We vacate the judgment of the district court and remand for further proceedings not inconsistent with this opinion.
Background
At all relevant times prior to December 2, 1991, when it filed a voluntary petition for bankruptcy under Chapter 7 of the Bankruptcy Code, 11 U.S.C. § 701 et seq., Kornblum was a dealer and/or a commission merchant of perishable agricultural commodities (“Produce”) licensed under § 1(b) of PACA, 7 U.S.C. § 499a(b), and subject to the provisions of the Act.
In March 1981, Kornblum, as tenant, and the City of New York (the “City”), as landlord, entered into a nine-year lease for four store units and six accompanying office units located in the Hunts Point Terminal Market (the “Market”) in the Bronx, New York. In May 1986, the City granted to the Hunts Point Terminal Produce Cooperative Association, Inc. (the “Cooperative”) a master lease covering the Market. Each tenant then holding a lease with the City was given the option of surrendering its existing lease and purchasing an interest in the Cooperative. Komblum exercised this option in May 1986, purchasing four membership certificates at a total cost of $32,000, and receiving accompanying proprietary leases for its four store and six related office units. As a member of the Cooperative, Kornblum agreed to pay maintenance fees of $1,050 per month on each store unit.

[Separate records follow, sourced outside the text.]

//! Inputs that live outside the ledger: amplifier period configuration and the curated
//! bonus point map.

use anyhow::{Context, Result};
use async_trait::async_trait;
use serde::Deserialize;
use std::path::PathBuf;

use crate::amplifier::{CurrentPeriodConfig, HistoricalPeriodRecord};
use crate::types::BonusPointMap;

#[async_trait]
pub trait PeriodConfigSource: Send + Sync {
    async fn current_period(&self) -> Result<Option<CurrentPeriodConfig>>;

    async fn historical_periods(&self) -> Result<Vec<HistoricalPeriodRecord>>;
}

#[async_trait]
pub trait BonusPointSource: Send + Sync {
    async fn bonus_points(&self) -> Result<BonusPointMap>;
}

/// Fixed inputs, handy in tests and for offline runs.
#[derive(Debug, Clone, Default)]
pub struct StaticSources {
    pub current: Option<CurrentPeriodConfig>,
    pub history: Vec<HistoricalPeriodRecord>,
    pub bonus_points: BonusPointMap,
}

#[async_trait]
impl PeriodConfigSource for StaticSources {
    async fn current_period(&self) -> Result<Option<CurrentPeriodConfig>> {
        Ok(self.current.clone())
    }

    async fn historical_periods(&self) -> Result<Vec<HistoricalPeriodRecord>> {
        Ok(self.history.clone())
    }
}

#[async_trait]
impl BonusPointSource for StaticSources {
    async fn bonus_points(&self) -> Result<BonusPointMap> {
        Ok(self.bonus_points.clone())
    }
}

#[derive(Debug, Default, Deserialize)]
struct PeriodsFile {
    #[serde(default)]
    current: Option<CurrentPeriodConfig>,
    #[serde(default)]
    history: Vec<HistoricalPeriodRecord>,
}

/// Reads both inputs from JSON files on every call, so edits are picked up without a
/// restart. An unset path behaves like an empty file.
///
/// Periods file: `{"current": {...}, "history": [...]}`. Bonus file: `{"<address>": points}`.
#[derive(Debug, Clone, Default)]
pub struct JsonFileSources {
    pub periods_path: Option<PathBuf>,
    pub bonus_points_path: Option<PathBuf>,
}

impl JsonFileSources {
    pub fn new(periods_path: Option<PathBuf>, bonus_points_path: Option<PathBuf>) -> Self {
        Self {
            periods_path,
            bonus_points_path,
        }
    }

    async fn read_periods(&self) -> Result<PeriodsFile> {
        let Some(path) = &self.periods_path else {
            return Ok(PeriodsFile::default());
        };
        let data = tokio::fs::read(path)
            .await
            .with_context(|| format!("Failed to read periods file {}", path.display()))?;
        serde_json::from_slice(&data)
            .with_context(|| format!("Failed to parse periods file {}", path.display()))
    }
}

#[async_trait]
impl PeriodConfigSource for JsonFileSources {
    async fn current_period(&self) -> Result<Option<CurrentPeriodConfig>> {
        Ok(self.read_periods().await?.current)
    }

    async fn historical_periods(&self) -> Result<Vec<HistoricalPeriodRecord>> {
        Ok(self.read_periods().await?.history)
    }
}

#[async_trait]
impl BonusPointSource for JsonFileSources {
    async fn bonus_points(&self) -> Result<BonusPointMap> {
        let Some(path) = &self.bonus_points_path else {
            return Ok(BonusPointMap::new());
        };
        let data = tokio::fs::read(path)
            .await
            .with_context(|| format!("Failed to read bonus points file {}", path.display()))?;
        serde_json::from_slice(&data)
            .with_context(|| format!("Failed to parse bonus points file {}", path.display()))
    }
}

On May 22, 1991, Kornblum sold its interests in one store and one office unit for a total of $160,000. Kornblum retained possession of the membership certificates and proprietary leases relating to the remaining three store and five office units (the “Units”), and continued to pay the monthly maintenance fees on the Units until it filed for bankruptcy on December 2, 1991. Thereafter, the Trustee contracted to sell Kornblum’s interests in the Units for $310,000. At the time of its bankruptcy, the Units constituted the primary asset listed on Kornblum’s bankruptcy schedules.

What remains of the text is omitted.